Evolution in interacting species alters predator life-history traits, behaviour and morphology in experimental microbial communities

• Published in: Proceedings of the Royal Society. B, Biological sciences Vol. 287; no. 1928; p. 20200652
• Main Authors: Cairns, Johannes, Moerman, Felix, Fronhofer, Emanuel A., Altermatt, Florian, Hiltunen, Teppo
• Format: Journal Article
• Language: English
• Published: Royal Society, The 10.06.2020; The Royal Society
• Subjects: Ecology, environment; Evolution; Life Sciences; behaviour Keywords: predator-prey interactions; ecology; experimental evolution; ciliate physiology; Subject Category: Evolution Subject Areas: evolution; trait evolution; microbial model systems
• ISSN: 0962-8452; 1471-2954; 1471-2954
• DOI: 10.1098/rspb.2020.0652

Predator–prey interactions heavily influence the dynamics of many ecosystems. An increasing body of evidence suggests that rapid evolution and coevolution can alter these interactions, with important ecological implications, by acting on traits determining fitness, including reproduction, anti-predatory defence and foraging efficiency. However, most studies to date have focused only on evolution in the prey species, and the predator traits in (co)evolving systems remain poorly understood.

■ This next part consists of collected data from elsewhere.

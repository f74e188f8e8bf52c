//! Pure point and rectangle transforms.
//!
//! Conventions:
//! - full-resolution and crop-relative points are `(y, x)` in image pixels
//! - display points are `(y, x)` after crop and downsampling
//! - view-surface (canvas) points are `(x, y)`: horizontal first

// =============================================================================
// Value Types
// =============================================================================

/// Axis-aligned rectangle `{y0, x0, height, width}`.
///
/// Used both for crop windows and for ROI geometry. It is a plain value:
/// view-state changes build a new one rather than mutating in place.
#[derive(Debug, Clone, Copy, PartialEq, Default)]
pub struct Rect {
    /// Top edge (row)
    pub y0: f64,

    /// Left edge (column)
    pub x0: f64,

    /// Extent along rows
    pub height: f64,

    /// Extent along columns
    pub width: f64,
}

/// Crop window in full-resolution pixel space.
pub type CropRect = Rect;

impl Rect {
    /// Create a new rectangle.
    pub const fn new(y0: f64, x0: f64, height: f64, width: f64) -> Self {
        Self {
            y0,
            x0,
            height,
            width,
        }
    }

    /// Rectangle covering a whole image.
    pub fn full(shape: ImageShape) -> Self {
        Self::new(0.0, 0.0, shape.height as f64, shape.width as f64)
    }

    /// Row one past the bottom edge.
    pub fn bottom(&self) -> f64 {
        self.y0 + self.height
    }

    /// Column one past the right edge.
    pub fn right(&self) -> f64 {
        self.x0 + self.width
    }

    /// True when the rectangle covers no area.
    pub fn is_empty(&self) -> bool {
        !(self.height > 0.0 && self.width > 0.0)
    }

    /// True when `(y, x)` lies inside `[y0, bottom) × [x0, right)`.
    pub fn contains(&self, y: f64, x: f64) -> bool {
        y >= self.y0 && y < self.bottom() && x >= self.x0 && x < self.right()
    }

    /// Smallest integer pixel window covering this rectangle.
    ///
    /// The origin is floored and the far edges are ceiled; negative
    /// coordinates saturate to zero.
    pub fn to_pixel_window(&self) -> PixelWindow {
        let y0 = self.y0.floor().max(0.0);
        let x0 = self.x0.floor().max(0.0);
        let y1 = self.bottom().ceil().max(y0);
        let x1 = self.right().ceil().max(x0);
        PixelWindow {
            y0: y0 as u32,
            x0: x0 as u32,
            height: (y1 - y0) as u32,
            width: (x1 - x0) as u32,
        }
    }
}

/// Integer pixel window, used wherever a crop must be hashable
/// (cache keys) or addressable (pixel extraction).
#[derive(Debug, Clone, Copy, PartialEq, Eq, Hash, Default)]
pub struct PixelWindow {
    pub y0: u32,
    pub x0: u32,
    pub height: u32,
    pub width: u32,
}

impl PixelWindow {
    /// Window covering a whole image.
    pub fn full(shape: ImageShape) -> Self {
        Self {
            y0: 0,
            x0: 0,
            height: shape.height,
            width: shape.width,
        }
    }

    /// Number of pixels covered.
    pub fn area(&self) -> usize {
        self.height as usize * self.width as usize
    }
}

/// Image dimensions `(height, width)` in full-resolution pixels.
#[derive(Debug, Clone, Copy, PartialEq, Eq, Hash, Default)]
pub struct ImageShape {
    pub height: u32,
    pub width: u32,
}

impl ImageShape {
    pub const fn new(height: u32, width: u32) -> Self {
        Self { height, width }
    }
}

/// Full-resolution pixels per display pixel. Always finite and `>= 1`.
#[derive(Debug, Clone, Copy, PartialEq, PartialOrd)]
pub struct DownsampleFactor(f64);

impl DownsampleFactor {
    /// No downsampling.
    pub const ONE: DownsampleFactor = DownsampleFactor(1.0);

    /// Create a factor, returning `None` unless `value` is finite and `>= 1`.
    pub fn new(value: f64) -> Option<Self> {
        if value.is_finite() && value >= 1.0 {
            Some(Self(value))
        } else {
            None
        }
    }

    /// Create a factor, mapping invalid or sub-unity values to `1`.
    pub fn saturating(value: f64) -> Self {
        Self::new(value).unwrap_or(Self::ONE)
    }

    /// The raw ratio.
    pub fn get(self) -> f64 {
        self.0
    }
}

impl Default for DownsampleFactor {
    fn default() -> Self {
        Self::ONE
    }
}

// =============================================================================
// Point Transforms
// =============================================================================

/// Crop-relative point to full-resolution point.
pub fn crop_to_full(y_crop: f64, x_crop: f64, rect: CropRect) -> (f64, f64) {
    (y_crop + rect.y0, x_crop + rect.x0)
}

/// Full-resolution point to crop-relative point.
///
/// Points outside `rect` map to negative or over-sized results; this never
/// clips.
pub fn full_to_crop(y_full: f64, x_full: f64, rect: CropRect) -> (f64, f64) {
    (y_full - rect.y0, x_full - rect.x0)
}

/// Full-resolution point to display point.
///
/// Division is real-valued. Rounding to a display pixel is left to the
/// caller at the point of pixel addressing.
pub fn full_to_display(
    y_full: f64,
    x_full: f64,
    rect: CropRect,
    ds: DownsampleFactor,
) -> (f64, f64) {
    let (y_crop, x_crop) = full_to_crop(y_full, x_full, rect);
    (y_crop / ds.get(), x_crop / ds.get())
}

/// Display point to full-resolution point; inverse of [`full_to_display`].
pub fn display_to_full(
    y_disp: f64,
    x_disp: f64,
    rect: CropRect,
    ds: DownsampleFactor,
) -> (f64, f64) {
    crop_to_full(y_disp * ds.get(), x_disp * ds.get(), rect)
}

/// View-surface `(x, y)` to display `(y, x)`.
pub fn canvas_to_display(x_canvas: f64, y_canvas: f64) -> (f64, f64) {
    (y_canvas, x_canvas)
}

/// Display `(y, x)` to view-surface `(x, y)`.
pub fn display_to_canvas(y_disp: f64, x_disp: f64) -> (f64, f64) {
    (x_disp, y_disp)
}

// =============================================================================
// Rectangle Helpers
// =============================================================================

/// Clip `rect` to `[0, height) × [0, width)`.
///
/// The result always has non-negative extents. A rectangle lying fully
/// outside the image collapses to an empty rectangle on the nearest edge.
pub fn crop_rect_intersection(rect: CropRect, image_shape: ImageShape) -> CropRect {
    let h = image_shape.height as f64;
    let w = image_shape.width as f64;

    let y0 = rect.y0.clamp(0.0, h);
    let x0 = rect.x0.clamp(0.0, w);
    let y1 = rect.bottom().clamp(0.0, h);
    let x1 = rect.right().clamp(0.0, w);

    Rect::new(y0, x0, (y1 - y0).max(0.0), (x1 - x0).max(0.0))
}

/// Project a full-resolution ROI into display space.
///
/// Both opposite corners go through [`full_to_display`]. The result is not
/// clipped to the crop window; that is the renderer's job.
pub fn roi_rect_in_display_coords(
    roi_rect: Rect,
    crop_rect: CropRect,
    ds: DownsampleFactor,
) -> Rect {
    let (y_tl, x_tl) = full_to_display(roi_rect.y0, roi_rect.x0, crop_rect, ds);
    let (y_br, x_br) = full_to_display(roi_rect.bottom(), roi_rect.right(), crop_rect, ds);
    Rect::new(y_tl, x_tl, y_br - y_tl, x_br - x_tl)
}

// =============================================================================
// Tests
// =============================================================================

Here, we investigated changes in predator traits after approximately 600 generations in a predator–prey (ciliate–bacteria) evolutionary experiment. Predators independently evolved on seven different prey species, allowing generalization of the predator's evolutionary response. We used highly resolved automated image analysis to quantify changes in predator life history, morphology and behaviour. Consistent with previous studies, we found that prey evolution impaired growth of the predator, although the effect depended on the prey species. By contrast, predator evolution did not cause a clear increase in predator growth when feeding on ancestral prey. However, predator evolution affected morphology and behaviour, increasing size, speed and directionality of movement, which have all been linked to higher prey search efficiency. These results show that in (co)evolving systems, predator adaptation can occur in traits relevant to foraging efficiency without translating into an increased ability of the predator to grow on the ancestral prey type.